= The task =
Each line that contains the word "must" is to be copied from the records below.

───── Information

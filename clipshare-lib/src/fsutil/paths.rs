//! Validation and translation of inbound file names.

use std::io;
use std::path::{Path, MAIN_SEPARATOR};

/// Highest `N_` prefix tried before giving up on a unique name.
const MAX_UNIQUIFY: u32 = 999_999;

/// A file name is valid only if it is non-empty and contains no code point
/// below `0x20`. (UTF-8 validity is a given for `&str`; callers decode wire
/// bytes first and reject invalid UTF-8 there.)
pub fn is_valid_name(name: &str) -> bool {
    !name.is_empty() && !name.chars().any(|c| (c as u32) < 0x20)
}

/// A wire name translated to the platform separator.
#[derive(Debug, PartialEq, Eq)]
pub struct NativeName {
    pub path: String,
    /// Set when the wire name carried a trailing `/`.
    pub is_dir: bool,
}

/// Translate a wire name (`/`-separated) into a native relative path.
///
/// A single trailing separator is stripped and reported as "is-directory".
/// Names containing `//` are rejected, as is a bare separator.
pub fn to_native_path(name: &str) -> Option<NativeName> {
    if name.contains("//") {
        return None;
    }
    let (stripped, is_dir) = match name.strip_suffix('/') {
        Some(rest) => (rest, true),
        None => (name, false),
    };
    if stripped.is_empty() {
        return None;
    }
    let path = stripped
        .chars()
        .map(|c| if c == '/' { MAIN_SEPARATOR } else { c })
        .collect();
    Some(NativeName { path, is_dir })
}

/// True iff `<SEP>..<SEP>` occurs in `path`.
pub fn contains_parent_escape(path: &str) -> bool {
    let needle = format!("{MAIN_SEPARATOR}..{MAIN_SEPARATOR}");
    path.contains(&needle)
}

/// Create `path` and all missing ancestors. Never deletes; fails when an
/// ancestor exists and is not a directory.
pub fn mkdirs(path: &Path) -> io::Result<()> {
    std::fs::create_dir_all(path)
}

/// Find a name not present in `dir`: `base` itself first, then `1_base` up
/// to `999999_base`. With `skip_plain` the bare name is never used; this
/// protects the daemon's own configuration file name.
pub fn uniquify(dir: &Path, base: &str, skip_plain: bool) -> Option<String> {
    if !skip_plain && !exists(&dir.join(base)) {
        return Some(base.to_owned());
    }
    (1..=MAX_UNIQUIFY)
        .map(|n| format!("{n}_{base}"))
        .find(|candidate| !exists(&dir.join(candidate)))
}

// exists() follows symlinks; a dangling symlink still occupies the name.
fn exists(path: &Path) -> bool {
    path.symlink_metadata().is_ok()
}
//! get-files and send-files across the three protocol versions.
//!
//! Outbound transfers stream straight from disk; inbound sets are staged in
//! a fresh directory and promoted into the working directory only once every
//! entry arrived intact (version 1 receives its single file directly).

use std::path::{Path, PathBuf, MAIN_SEPARATOR};

use tokio::fs::OpenOptions;
use tokio::io::{AsyncReadExt, AsyncWriteExt};
use tracing::debug;

use crate::config::CONFIG_FILE_NAME;
use crate::fsutil::{
    collect_entries, contains_parent_escape, create_staging_dir, is_valid_name, mkdirs,
    promote_staging, to_native_path, uniquify, ListedEntry,
};
use crate::net::{CloseMode, PeerStream};
use crate::proto::{
    reply_no_data, SessionContext, SessionError, Version, FILE_BUF_SIZE, MAX_FILE_NAME_LEN,
    STATUS_OK,
};

/// Transmit the clipboard's file list.
pub(crate) async fn get_files(
    stream: &mut PeerStream,
    ctx: &SessionContext,
    version: Version,
) -> Result<(), SessionError> {
    let copied = match ctx.clipboard.copied_files() {
        Ok(copied) => copied,
        Err(e) => {
            debug!(error = %e, "clipboard file list failed");
            return reply_no_data(stream).await;
        }
    };
    let entries = match collect_entries(&copied, version) {
        Ok(entries) => entries,
        Err(e) => {
            debug!(error = %e, "file list materialisation failed");
            return reply_no_data(stream).await;
        }
    };
    if entries.is_empty() || entries.len() as i64 > ctx.config.max_file_count {
        return reply_no_data(stream).await;
    }

    stream.write_u8(STATUS_OK).await?;
    stream.send_size(entries.len() as i64).await?;
    for entry in &entries {
        transfer_entry(stream, ctx, entry).await?;
    }
    Ok(())
}

async fn transfer_entry(
    stream: &mut PeerStream,
    ctx: &SessionContext,
    entry: &ListedEntry,
) -> Result<(), SessionError> {
    let name = entry.wire_name.as_bytes();
    if name.is_empty() || name.len() as i64 > MAX_FILE_NAME_LEN {
        return Err(SessionError::Protocol("file name length out of range"));
    }
    stream.send_size(name.len() as i64).await?;
    stream.write_exact(name).await?;

    if entry.is_dir {
        stream.send_size(-1).await?;
        return Ok(());
    }

    let mut file = tokio::fs::File::open(&entry.path)
        .await
        .map_err(SessionError::File)?;
    let size = file
        .metadata()
        .await
        .map_err(SessionError::File)?
        .len() as i64;
    if size > ctx.config.max_file_size {
        return Err(SessionError::Protocol("file exceeds the size limit"));
    }
    stream.send_size(size).await?;

    let mut remaining = size as u64;
    let mut buf = vec![0u8; FILE_BUF_SIZE];
    while remaining > 0 {
        let want = remaining.min(FILE_BUF_SIZE as u64) as usize;
        let got = file.read(&mut buf[..want]).await.map_err(SessionError::File)?;
        if got == 0 {
            return Err(SessionError::File(std::io::Error::new(
                std::io::ErrorKind::UnexpectedEof,
                "file shrank while being sent",
            )));
        }
        stream.write_exact(&buf[..got]).await?;
        remaining -= got as u64;
    }
    Ok(())
}

/// Receive a file set (versions 2 and 3): stage every entry, close the
/// socket, then promote the staged set into the working directory.
pub(crate) async fn send_files(
    stream: &mut PeerStream,
    ctx: &SessionContext,
    version: Version,
) -> Result<(), SessionError> {
    stream.write_u8(STATUS_OK).await?;
    let count = stream.read_size().await?;
    if count <= 0 || count > ctx.config.max_file_count {
        return Err(SessionError::Protocol("file count out of range"));
    }

    let staging = create_staging_dir(&ctx.workdir).map_err(SessionError::File)?;
    for _ in 0..count {
        if let Err(e) = save_entry(stream, ctx, &staging, version).await {
            // partial fragments must not bleed into the working directory
            let _ = std::fs::remove_dir_all(&staging);
            return Err(e);
        }
    }
    stream.close(CloseMode::Immediate).await;

    let promoted = promote_staging(&ctx.workdir, &staging, ctx.explicit_workdir)
        .map_err(SessionError::File)?;
    publish_cut(ctx, promoted)
}

/// Receive one staged entry: name frame, validation, body (or a `-1`
/// directory marker in version 3).
async fn save_entry(
    stream: &mut PeerStream,
    ctx: &SessionContext,
    staging: &Path,
    version: Version,
) -> Result<(), SessionError> {
    let name_len = stream.read_size().await?;
    if name_len <= 0 || name_len > MAX_FILE_NAME_LEN {
        return Err(SessionError::Protocol("file name length out of range"));
    }
    let mut raw = vec![0u8; name_len as usize];
    stream.read_exact(&mut raw).await?;
    let name = std::str::from_utf8(&raw)
        .ok()
        .filter(|name| is_valid_name(name))
        .ok_or(SessionError::Protocol("invalid file name"))?;

    let native = to_native_path(name).ok_or(SessionError::Protocol("invalid path"))?;
    let relative = native.path.trim_start_matches(MAIN_SEPARATOR);
    if relative.is_empty() {
        return Err(SessionError::Protocol("invalid path"));
    }
    let target = staging.join(relative);
    let realised = target.to_string_lossy();
    if contains_parent_escape(&realised) {
        return Err(SessionError::Protocol("path escapes the working directory"));
    }

    let body = stream.read_size().await?;
    if body > ctx.config.max_file_size {
        return Err(SessionError::Protocol("file exceeds the size limit"));
    }
    if body == -1 && version >= Version::V3 {
        return mkdirs(&target).map_err(SessionError::File);
    }
    if body < 0 {
        return Err(SessionError::Protocol("negative file size"));
    }
    if let Some(parent) = target.parent() {
        mkdirs(parent).map_err(SessionError::File)?;
    }
    receive_body(stream, &target, body as u64).await
}

/// Receive a single file (version 1): base name only, stored directly in the
/// working directory under a collision-free name.
pub(crate) async fn send_file_v1(
    stream: &mut PeerStream,
    ctx: &SessionContext,
) -> Result<(), SessionError> {
    stream.write_u8(STATUS_OK).await?;
    let name_len = stream.read_size().await?;
    if name_len <= 0 || name_len > MAX_FILE_NAME_LEN {
        return Err(SessionError::Protocol("file name length out of range"));
    }
    let mut raw = vec![0u8; name_len as usize];
    stream.read_exact(&mut raw).await?;
    let name = std::str::from_utf8(&raw)
        .ok()
        .filter(|name| is_valid_name(name))
        .ok_or(SessionError::Protocol("invalid file name"))?;

    // version 1 transmits only the base name; anything before the last
    // separator is dropped
    let base = name.rsplit('/').next().unwrap_or(name);
    if base.is_empty() || base.contains(MAIN_SEPARATOR) {
        return Err(SessionError::Protocol("invalid file name"));
    }

    let skip_plain = !ctx.explicit_workdir && base == CONFIG_FILE_NAME;
    let final_name = uniquify(&ctx.workdir, base, skip_plain)
        .ok_or(SessionError::Protocol("no free name for the file"))?;
    let target = ctx.workdir.join(&final_name);

    let body = stream.read_size().await?;
    if body < 0 || body > ctx.config.max_file_size {
        return Err(SessionError::Protocol("file size out of range"));
    }
    receive_body(stream, &target, body as u64).await?;
    stream.close(CloseMode::Immediate).await;
    publish_cut(ctx, vec![target])
}

/// Stream exactly `size` bytes into a fresh file at `target`. The file must
/// not pre-exist; a partial file is deleted on any failure.
async fn receive_body(
    stream: &mut PeerStream,
    target: &Path,
    size: u64,
) -> Result<(), SessionError> {
    let mut file = OpenOptions::new()
        .write(true)
        .create_new(true)
        .open(target)
        .await
        .map_err(SessionError::File)?;

    let mut remaining = size;
    let mut buf = vec![0u8; FILE_BUF_SIZE];
    while remaining > 0 {
        let chunk = remaining.min(FILE_BUF_SIZE as u64) as usize;
        if let Err(e) = stream.read_exact(&mut buf[..chunk]).await {
            drop(file);
            let _ = std::fs::remove_file(target);
            return Err(e.into());
        }
        if let Err(e) = file.write_all(&buf[..chunk]).await {
            drop(file);
            let _ = std::fs::remove_file(target);
            return Err(SessionError::File(e));
        }
        remaining -= chunk as u64;
    }
    file.flush().await.map_err(SessionError::File)?;
    debug!(path = %target.display(), size, "file received");
    Ok(())
}

/// Publish freshly landed files as a "cut" selection when configured.
fn publish_cut(ctx: &SessionContext, paths: Vec<PathBuf>) -> Result<(), SessionError> {
    if !ctx.config.cut_sent_files {
        return Ok(());
    }
    let absolute = paths
        .into_iter()
        .map(|p| std::fs::canonicalize(&p).unwrap_or(p))
        .collect();
    ctx.clipboard
        .set_cut_files(absolute)
        .map_err(SessionError::Backend)
}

──────────

= Solution =
            // partial fragments must not bleed into the working directory
/// Stream exactly `size` bytes into a fresh file at `target`. The file must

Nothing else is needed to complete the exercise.